I don’t use the Book of Common Prayer Communion order of service very often. I have very mixed feelings about it.  I don’t like the order it puts things, you never quite get forgiven by it – it follows the words of absolution with a reminder of our sinfulness – and its language can be convoluted, though at other times it is pithy and direct.  There are elements I do like, though, and one of the texts which I particularly appreciate is the words to accompany the giving of the bread and wine, particularly the wine.  A version of this has been captured in the ‘Draw near with faith’ prayer.   In the Book of Common Prayer version it ends with a simple ‘And be thankful’. There is something direct and clear about that which cuts through: ‘be thankful’.

Thanksgiving, being thankful, matters enormously.  It changes us.  It changes the way we see the world and helps us remember that everything is gift and there is a gift in every situation.  I was listening to a woman talking on Radio 4 yesterday morning.  As a child during the Second World War she had been captured by the Japanese and taken to a prison camp.  The conditions she described made me think who needs horror films.  The floor was sticky and it slowly dawned on her that this was because of the dead bodies left around her.  The story she told was appalling.  It reminded me of reading Eric Lomax’s book ‘The Railway Man’ with his memories of being a prisoner of war building the Burma railway.  This woman then said that her mother insisted that, even in that horrific place, they give thanks before meals.  She just wanted to eat, so scarce was food, but her mother kept them focused on being thankful and raising their spirits with it.  That is thanksgiving, unconditional and just the heart's response to being alive and having sustenance to keep going.
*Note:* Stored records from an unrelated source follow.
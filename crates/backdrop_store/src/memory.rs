//! In-memory store for tests and ephemeral hosts.

use crate::{BlobStore, CacheKey, CacheRecord, Kind, ManifestStore};
use backdrop_core::Manifest;
use backdrop_error::{BackdropResult, StorageError, StorageErrorKind};
use std::collections::{BTreeSet, HashMap};
use std::sync::atomic::{AtomicBool, AtomicUsize, Ordering};
use tokio::sync::RwLock;

/// Volatile implementation of [`BlobStore`] and [`ManifestStore`].
///
/// Keeps the two tiers in separate maps so routing behaves like the
/// filesystem store. Writes can be made to fail on demand to exercise
/// storage-failure paths.
#[derive(Debug, Default)]
pub struct MemoryBlobStore {
    preview: RwLock<HashMap<CacheKey, CacheRecord>>,
    full: RwLock<HashMap<CacheKey, CacheRecord>>,
    manifest: RwLock<Option<Manifest>>,
    fail_writes: AtomicBool,
    puts: AtomicUsize,
}

impl MemoryBlobStore {
    /// Create an empty store.
    pub fn new() -> Self {
        Self::default()
    }

    /// Make every subsequent `put`, `delete` and `save_manifest` fail.
    pub fn set_fail_writes(&self, fail: bool) {
        self.fail_writes.store(fail, Ordering::SeqCst);
    }

    /// Number of successful `put` calls so far.
    pub fn put_count(&self) -> usize {
        self.puts.load(Ordering::SeqCst)
    }

    /// Number of records in one tier.
    pub async fn tier_len(&self, kind: Kind) -> usize {
        self.tier(kind).read().await.len()
    }

    fn tier(&self, kind: Kind) -> &RwLock<HashMap<CacheKey, CacheRecord>> {
        match kind {
            Kind::Preview => &self.preview,
            Kind::Full => &self.full,
        }
    }

    fn check_writable(&self) -> Result<(), StorageError> {
        if self.fail_writes.load(Ordering::SeqCst) {
            Err(StorageError::new(StorageErrorKind::Unavailable(
                "memory store rejecting writes".to_string(),
            )))
        } else {
            Ok(())
        }
    }
}

#[async_trait::async_trait]
impl BlobStore for MemoryBlobStore {
    async fn get(&self, key: &CacheKey) -> Option<CacheRecord> {
        self.tier(key.kind()).read().await.get(key).cloned()
    }

    async fn put(&self, record: &CacheRecord) -> BackdropResult<()> {
        self.check_writable()?;
        if record.asset_id().trim().is_empty() {
            return Err(StorageError::new(StorageErrorKind::InvalidKey(record.key.to_string())).into());
        }
        self.tier(record.kind())
            .write()
            .await
            .insert(record.key.clone(), record.clone());
        self.puts.fetch_add(1, Ordering::SeqCst);
        Ok(())
    }

    async fn delete(&self, key: &CacheKey) -> BackdropResult<()> {
        self.check_writable()?;
        self.tier(key.kind()).write().await.remove(key);
        Ok(())
    }

    async fn list_keys(&self) -> BTreeSet<CacheKey> {
        let mut keys: BTreeSet<CacheKey> = self.preview.read().await.keys().cloned().collect();
        keys.extend(self.full.read().await.keys().cloned());
        keys
    }

    async fn list_full_tier_keys(&self) -> BTreeSet<CacheKey> {
        self.full
            .read()
            .await
            .values()
            .filter(|record| record.is_ok())
            .map(|record| record.key.clone())
            .collect()
    }
}

#[async_trait::async_trait]
impl ManifestStore for MemoryBlobStore {
    async fn load_manifest(&self) -> Option<Manifest> {
        self.manifest.read().await.clone()
    }

    async fn save_manifest(&self, manifest: &Manifest) -> BackdropResult<()> {
        self.check_writable()?;
        *self.manifest.write().await = Some(manifest.clone());
        Ok(())
    }
}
Human beings have a much deeper quality to their life than other animals.  That deeper quality is the level of our consciousness.  We are not just the consequence of drives and desires, appetites and unrestrained demands.  We can think, imagine, make music and think in the abstract.  There are levels which this is shared with some other animals, which seem to be able to display cunning and calculation, can even be self-giving and put the needs of their young before their own.  But the level at which we can do this, with writing, poetry, music and philosophy gives us a level of awareness that is more developed than any other creature.  Despite what Douglas Adam’s ‘Hitchhiker’s Guide to the Galaxy’ may say about dolphins.  Thanksgiving is a way we connect and keep connected with this deeper sense of being, of being human, of being human created in the image and purpose of God.
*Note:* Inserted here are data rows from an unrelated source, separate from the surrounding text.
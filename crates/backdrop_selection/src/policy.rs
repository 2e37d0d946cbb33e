//! Choosing the wallpaper to present.

use crate::{CollectionSource, SelectionMode, SelectionState};
use backdrop_core::{Manifest, ManifestEntry};
use backdrop_store::CacheKey;
use rand::Rng;
use rand::seq::SliceRandom;
use std::collections::BTreeSet;
use tracing::debug;

/// Candidates for one selection and the mode to apply to them.
///
/// User collections use the user assets of the requested media type. When
/// there are none, or the source is predefined, candidates are the manifest
/// entries of that media type whose full payload is cached. Falling back from
/// an empty user collection downgrades `specific` to `random`, since a pin
/// refers to a user asset.
pub fn candidates<'a>(
    manifest: &'a Manifest,
    state: &SelectionState,
    full_keys: &BTreeSet<CacheKey>,
    user_assets: &'a [ManifestEntry],
) -> (Vec<&'a ManifestEntry>, SelectionMode) {
    let media_type = *state.media_type();
    let mut mode = *state.mode();

    if *state.collection_source() == CollectionSource::User {
        let user: Vec<&ManifestEntry> = user_assets
            .iter()
            .filter(|entry| entry.media_type == media_type)
            .collect();
        if !user.is_empty() {
            return (user, mode);
        }
        debug!(%media_type, "No user assets, falling back to predefined collection");
        if mode == SelectionMode::Specific {
            mode = SelectionMode::Random;
        }
    }

    let predefined = manifest
        .entries_of(media_type)
        .iter()
        .filter(|entry| full_keys.contains(&CacheKey::full(entry.id.as_str())))
        .collect();
    (predefined, mode)
}

/// Pick the entry to present, using the thread-local RNG for random picks.
///
/// Returns `None` only when no candidate is available. See
/// [`choose_entry_with_rng`].
pub fn choose_entry<'a>(
    manifest: &'a Manifest,
    state: &SelectionState,
    exclude_id: Option<&str>,
    full_keys: &BTreeSet<CacheKey>,
    user_assets: &'a [ManifestEntry],
) -> Option<&'a ManifestEntry> {
    choose_entry_with_rng(
        manifest,
        state,
        exclude_id,
        full_keys,
        user_assets,
        &mut rand::thread_rng(),
    )
}

/// Pick the entry to present.
///
/// `exclude_id` removes one candidate, typically one whose payload just
/// failed to load, unless it is the only candidate. Then:
///
/// - `specific` returns the pinned entry if it is a candidate, else acts as `random`
/// - `sequence` returns the candidate after `last_selected_id`, wrapping to the first
/// - `random` picks uniformly
///
/// # Examples
///
/// ```
/// use backdrop_core::{Manifest, ManifestEntry, MediaType};
/// use backdrop_selection::{SelectionMode, SelectionState, choose_entry_with_rng};
/// use backdrop_store::CacheKey;
/// use rand::SeedableRng;
/// use std::collections::BTreeSet;
///
/// let entry = |id: &str| ManifestEntry::new(id, "1", "p", "f", MediaType::Image);
/// let manifest = Manifest {
///     version: "1".into(),
///     images: vec![entry("a"), entry("b"), entry("c")],
///     videos: vec![],
/// };
/// let cached: BTreeSet<_> = ["a", "b", "c"].into_iter().map(CacheKey::full).collect();
/// let state = SelectionState::default()
///     .with_mode(SelectionMode::Sequence)
///     .with_last_selected_id("c");
///
/// let mut rng = rand::rngs::StdRng::seed_from_u64(7);
/// let next = choose_entry_with_rng(&manifest, &state, None, &cached, &[], &mut rng);
/// assert_eq!(next.map(|e| e.id.as_str()), Some("a"));
/// ```
pub fn choose_entry_with_rng<'a, R>(
    manifest: &'a Manifest,
    state: &SelectionState,
    exclude_id: Option<&str>,
    full_keys: &BTreeSet<CacheKey>,
    user_assets: &'a [ManifestEntry],
    rng: &mut R,
) -> Option<&'a ManifestEntry>
where
    R: Rng + ?Sized,
{
    let (mut pool, mode) = candidates(manifest, state, full_keys, user_assets);

    if let Some(excluded) = exclude_id {
        let remaining: Vec<&ManifestEntry> = pool
            .iter()
            .copied()
            .filter(|entry| entry.id != excluded)
            .collect();
        if !remaining.is_empty() {
            pool = remaining;
        }
    }

    if pool.is_empty() {
        debug!(media_type = %state.media_type(), "No candidate available");
        return None;
    }

    let chosen = match mode {
        SelectionMode::Specific => {
            let pinned = state
                .pinned_id()
                .as_deref()
                .and_then(|id| pool.iter().copied().find(|entry| entry.id == id));
            match pinned {
                Some(entry) => Some(entry),
                None => pool.choose(rng).copied(),
            }
        }
        SelectionMode::Sequence => {
            let next = state
                .last_selected_id()
                .as_deref()
                .and_then(|last| pool.iter().position(|entry| entry.id == last))
                .map_or(0, |index| (index + 1) % pool.len());
            pool.get(next).copied()
        }
        SelectionMode::Random => pool.choose(rng).copied(),
    };

    if let Some(entry) = chosen {
        debug!(id = %entry.id, %mode, candidates = pool.len(), "Chose entry");
    }
    chosen
}
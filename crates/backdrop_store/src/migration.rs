//! Store schema versioning and migration.
//!
//! Schema 1 kept every record in a single undivided directory (today's full
//! tier). Schema 2 splits previews into their own tier. Opening a store whose
//! recorded version is older than [`SCHEMA_VERSION`] moves preview-suffixed
//! records out of the full tier.

use crate::Kind;
use crate::fs_util::{
    META_EXT, PAYLOAD_EXT, list_stored_records, read_optional, remove_if_exists, write_atomic,
};
use backdrop_error::{StorageError, StorageErrorKind};
use std::path::Path;
use tracing::{debug, info, instrument, warn};

/// Current on-disk schema version.
pub const SCHEMA_VERSION: u32 = 2;

const SCHEMA_FILE: &str = "SCHEMA";

/// What a migration run did.
#[derive(Debug, Clone, Copy, Default, PartialEq, Eq)]
pub struct MigrationReport {
    /// Preview records moved out of the full tier
    pub moved: usize,
    /// Full-tier records left where they were
    pub kept: usize,
}

/// Recorded schema version; 0 when nothing was recorded.
pub(crate) async fn read_schema_version(root: &Path) -> u32 {
    match read_optional(&root.join(SCHEMA_FILE)).await {
        Ok(Some(bytes)) => String::from_utf8_lossy(&bytes).trim().parse().unwrap_or(0),
        Ok(None) => 0,
        Err(e) => {
            warn!(error = %e, "Failed to read schema version, assuming legacy layout");
            0
        }
    }
}

pub(crate) async fn write_schema_version(root: &Path, version: u32) -> Result<(), StorageError> {
    write_atomic(&root.join(SCHEMA_FILE), version.to_string().as_bytes()).await
}

/// Bring an opened store up to [`SCHEMA_VERSION`].
///
/// Failures are logged and swallowed; the store stays usable either way.
#[instrument(skip(root), fields(root = %root.display()))]
pub(crate) async fn upgrade(root: &Path) {
    let recorded = read_schema_version(root).await;
    if recorded >= SCHEMA_VERSION {
        debug!(recorded, "Store schema is current");
        return;
    }

    info!(recorded, target = SCHEMA_VERSION, "Upgrading store schema");
    match migrate_legacy_previews(root).await {
        Ok(report) => {
            info!(moved = report.moved, kept = report.kept, "Split legacy previews into preview tier");
            if let Err(e) = write_schema_version(root, SCHEMA_VERSION).await {
                warn!(error = %e, "Failed to record schema version");
            }
        }
        Err(e) => warn!(error = %e, "Store migration failed; continuing with current layout"),
    }
}

/// Move preview-suffixed records from the full tier into the preview tier.
///
/// Full-suffixed records are left in place. Running this on an already
/// migrated store moves nothing.
pub(crate) async fn migrate_legacy_previews(root: &Path) -> Result<MigrationReport, StorageError> {
    let full_dir = root.join(Kind::Full.tier_dir());
    let preview_dir = root.join(Kind::Preview.tier_dir());
    tokio::fs::create_dir_all(&preview_dir).await.map_err(|e| {
        StorageError::new(StorageErrorKind::DirectoryCreation(format!(
            "{}: {}",
            preview_dir.display(),
            e
        )))
    })?;

    let mut report = MigrationReport::default();
    for (meta_path, stored) in list_stored_records(&full_dir).await? {
        if Kind::tier_for(&stored.key) != Kind::Preview {
            report.kept += 1;
            continue;
        }

        let Some(stem) = meta_path.file_stem().map(|s| s.to_os_string()) else {
            continue;
        };
        let src_payload = full_dir.join(&stem).with_extension(PAYLOAD_EXT);
        let dst_payload = preview_dir.join(&stem).with_extension(PAYLOAD_EXT);
        let dst_meta = preview_dir.join(&stem).with_extension(META_EXT);

        if tokio::fs::try_exists(&src_payload).await.unwrap_or(false) {
            move_file(&src_payload, &dst_payload).await?;
        } else {
            remove_if_exists(&dst_payload).await?;
        }
        move_file(&meta_path, &dst_meta).await?;

        debug!(key = %stored.key, "Moved legacy preview record");
        report.moved += 1;
    }

    Ok(report)
}

async fn move_file(from: &Path, to: &Path) -> Result<(), StorageError> {
    remove_if_exists(to).await?;
    tokio::fs::rename(from, to).await.map_err(|e| {
        StorageError::new(StorageErrorKind::FileWrite(format!(
            "move {} to {}: {}",
            from.display(),
            to.display(),
            e
        )))
    })
}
I said last week that John doesn’t give us an account of the Last Supper in his gospel.  What he gives us instead is this long teaching in chapter 6 about Jesus as the bread of life, that eating his flesh and drinking his blood brings eternal life.  There are clear links with the Communion sharing of bread and wine and this passage, though it is not spelt out in those terms.  By not narrowing down the focus to one meal, to one way of communing in the highly ritualized format that we know, John opens up wider possibilities.  Can it be that every time we eat and drink we share in the great thanksgiving?  Well only if we are mindful of what we are doing, if each meal becomes a moment of thanksgiving and praise, of remembering that the food of life is connected to the source of life.  So it is that thanksgiving that changes the focus of the meal, not just some kind of magic food.
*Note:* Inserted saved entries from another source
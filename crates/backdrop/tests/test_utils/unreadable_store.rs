//! Store whose payloads can be made unreadable while still listed.

use backdrop::{CacheKey, CacheRecord, Manifest};
use backdrop_error::BackdropResult;
use backdrop_store::{BlobStore, ManifestStore, MemoryBlobStore};
use std::collections::{BTreeSet, HashSet};
use std::sync::Mutex;

/// Wraps [`MemoryBlobStore`]; `get` on a hidden key returns `None`, the way a
/// corrupt payload reads on disk.
#[derive(Default)]
pub struct UnreadableStore {
    pub inner: MemoryBlobStore,
    hidden: Mutex<HashSet<CacheKey>>,
}

impl UnreadableStore {
    pub fn hide(&self, key: CacheKey) {
        self.hidden.lock().unwrap().insert(key);
    }
}

#[async_trait::async_trait]
impl BlobStore for UnreadableStore {
    async fn get(&self, key: &CacheKey) -> Option<CacheRecord> {
        if self.hidden.lock().unwrap().contains(key) {
            return None;
        }
        self.inner.get(key).await
    }

    async fn put(&self, record: &CacheRecord) -> BackdropResult<()> {
        self.inner.put(record).await
    }

    async fn delete(&self, key: &CacheKey) -> BackdropResult<()> {
        self.inner.delete(key).await
    }

    async fn list_keys(&self) -> BTreeSet<CacheKey> {
        self.inner.list_keys().await
    }

    async fn list_full_tier_keys(&self) -> BTreeSet<CacheKey> {
        self.inner.list_full_tier_keys().await
    }
}

#[async_trait::async_trait]
impl ManifestStore for UnreadableStore {
    async fn load_manifest(&self) -> Option<Manifest> {
        self.inner.load_manifest().await
    }

    async fn save_manifest(&self, manifest: &Manifest) -> BackdropResult<()> {
        self.inner.save_manifest(manifest).await
    }
}
//! Payload kinds and tier routing.

use serde::{Deserialize, Serialize};

/// Which payload of an asset a record holds.
///
/// Each kind lives in its own tier: previews in the preview tier, full-resolution
/// payloads in the full tier.
#[derive(
    Debug,
    Clone,
    Copy,
    PartialEq,
    Eq,
    PartialOrd,
    Ord,
    Hash,
    Serialize,
    Deserialize,
    strum::EnumIter,
    derive_more::Display,
)]
#[serde(rename_all = "lowercase")]
pub enum Kind {
    /// Small preview payload, fetched eagerly for every entry
    #[display("preview")]
    Preview,
    /// Full-resolution payload, fetched selectively
    #[display("full")]
    Full,
}

impl Kind {
    /// Key suffix for this kind, including the separator.
    pub fn suffix(&self) -> &'static str {
        match self {
            Kind::Preview => "::preview",
            Kind::Full => "::full",
        }
    }

    /// Directory name of the tier holding this kind.
    pub fn tier_dir(&self) -> &'static str {
        match self {
            Kind::Preview => "preview",
            Kind::Full => "full",
        }
    }

    /// The other kind of the same asset.
    pub fn paired(&self) -> Kind {
        match self {
            Kind::Preview => Kind::Full,
            Kind::Full => Kind::Preview,
        }
    }

    /// Tier a raw key routes to.
    ///
    /// Keys ending in the preview suffix go to the preview tier; everything else,
    /// including keys with no recognizable suffix, goes to the full tier.
    ///
    /// # Examples
    ///
    /// ```
    /// use backdrop_store::Kind;
    ///
    /// assert_eq!(Kind::tier_for("img-001::preview"), Kind::Preview);
    /// assert_eq!(Kind::tier_for("img-001::full"), Kind::Full);
    /// assert_eq!(Kind::tier_for("img-001::poster"), Kind::Full);
    /// ```
    pub fn tier_for(raw_key: &str) -> Kind {
        if raw_key.ends_with(Kind::Preview.suffix()) {
            Kind::Preview
        } else {
            Kind::Full
        }
    }
}
//! Manifest synchronization for Backdrop.
//!
//! A [`Synchronizer`] owns one injected [`backdrop_store::CacheStore`] and one
//! [`backdrop_fetch::Transport`]. Each pass:
//!
//! 1. fetches the remote manifest (a failure aborts the pass, leaving the store alone)
//! 2. snapshots the previously persisted manifest
//! 3. persists the new manifest
//! 4. prunes records of assets no longer listed
//! 5. downloads new or changed previews
//! 6. warms the full payload of the first image and the first video
//!
//! Phases run one after another, so at most one phase's workers are active.
//! The repair methods ([`Synchronizer::redownload_missing`],
//! [`Synchronizer::download_full_asset`]) reuse the same download path.

#![forbid(unsafe_code)]
#![warn(missing_docs)]

mod config;
mod handle;
mod repair;
mod report;
mod synchronizer;

pub use config::{SyncConfig, SyncConfigBuilder, SyncConfigBuilderError};
pub use handle::SyncHandle;
pub use report::{DownloadOutcome, SyncReport};
pub use synchronizer::Synchronizer;
//! Worker task errors.

/// Kinds of worker task failure.
#[derive(Debug, Clone, PartialEq, Eq, Hash, PartialOrd, Ord, derive_more::Display)]
pub enum TaskErrorKind {
    /// Worker panicked while processing an item
    #[display("worker panicked on item {}: {}", index, message)]
    Panicked {
        /// Index of the item being processed
        index: usize,
        /// Panic payload, if it was a string
        message: String,
    },
    /// Background task could not be joined
    #[display("background task failed to join: {}", _0)]
    Join(String),
}

/// Worker task error with location tracking.
#[derive(Debug, Clone, derive_more::Display, derive_more::Error)]
#[display("Task Error: {} at line {} in {}", kind, line, file)]
pub struct TaskError {
    /// The kind of error that occurred
    pub kind: TaskErrorKind,
    /// Line number where error was created
    pub line: u32,
    /// File where error was created
    pub file: &'static str,
}

impl TaskError {
    /// Create a new task error with automatic location tracking.
    #[track_caller]
    pub fn new(kind: TaskErrorKind) -> Self {
        let location = std::panic::Location::caller();
        Self {
            kind,
            line: location.line(),
            file: location.file(),
        }
    }
}
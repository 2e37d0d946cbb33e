//! Command-line interface module.
//!
//! This module provides the CLI structure and command handlers for the backdrop binary.

mod cache;
mod choose;
mod commands;
mod output;
mod user;

pub use cache::{fetch_full, list_keys, repair, run_sync, show_status};
pub use choose::{ChooseOptions, choose};
pub use commands::{Cli, Commands};
pub use user::handle_user_command;
//! Selection command handler.

use backdrop::{Backdrop, BackdropResult, CollectionSource, MediaType, SelectionMode, SelectionState};

/// Arguments of `backdrop choose`.
#[derive(Debug, Clone)]
pub struct ChooseOptions {
    pub mode: SelectionMode,
    pub source: CollectionSource,
    pub media_type: MediaType,
    pub last: Option<String>,
    pub pin: Option<String>,
    pub exclude: Option<String>,
    pub resolve: bool,
}

impl ChooseOptions {
    fn state(&self) -> SelectionState {
        let mut state = SelectionState::default()
            .with_mode(self.mode)
            .with_collection_source(self.source)
            .with_media_type(self.media_type);
        if let Some(last) = &self.last {
            state = state.with_last_selected_id(last.clone());
        }
        if let Some(pin) = &self.pin {
            state = state.with_pinned_id(pin.clone());
        }
        state
    }
}

/// Print the entry the rotation policy would present next.
pub async fn choose(backdrop: &Backdrop, options: ChooseOptions) -> BackdropResult<()> {
    let state = options.state();

    if options.resolve {
        match backdrop.resolve_wallpaper(&state).await {
            Some(wallpaper) => println!(
                "{}\t{}\t{} bytes from {}",
                wallpaper.entry.id,
                wallpaper.entry.display_name(),
                wallpaper.payload.len(),
                wallpaper.source
            ),
            None => println!("No wallpaper available"),
        }
        return Ok(());
    }

    match backdrop.choose_entry(&state, options.exclude.as_deref()).await {
        Some(entry) => println!("{}\t{}", entry.id, entry.display_name()),
        None => println!("No wallpaper available"),
    }
    Ok(())
}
That doesn’t mean that we don’t need to gather together to worship and feed on word and sacrament.  Privatised, isolated faith is not good.  Which is not quite the same as saying there should be no choice, but it needs to be corporate and open to all, not narrowed down to just a club of the like minded.  However, being thankful in all circumstances and especially when life gives precious little obvious cause for it, becomes a moment when grace shines through and the situation is transformed even if in a small way.  This moment of grace becomes Eucharistic, thanksgiving, becomes a moment when we feed on Christ as if on his flesh and blood.

The letter to the Ephesians was written at a time of persecution and great hardship.  There are hints of it in the reading we heard (Ephesians 5:15-20).  The days are described as ‘evil’.  Rather than trying to anaesthetize the pain with alcohol and being drunk, or some other mood altering substance, the writer encourages his readers to look deeper into chinks of sunlight that manage to penetrate the darkness.  Singing psalms, hymns and spiritual songs are a way of being reminded of God’s unfailing goodness.  The lives of the persecuted are not forgotten and abandoned.

On Friday our church calendar remembered the Franciscan friar, Maximilian Kolbe.  He was imprisoned by the Germans during the Second World War.  A prisoner escaped and so as a warning the guards lined up ten men to be shot.  One pleaded for his life, that he had a family and begged to be spared.  Maximilian took his place.  From his prison cell he sang songs of praise and thanksgiving and drove his guards round the bend with fury that they couldn’t break his spirit.  He died transformed with this grace.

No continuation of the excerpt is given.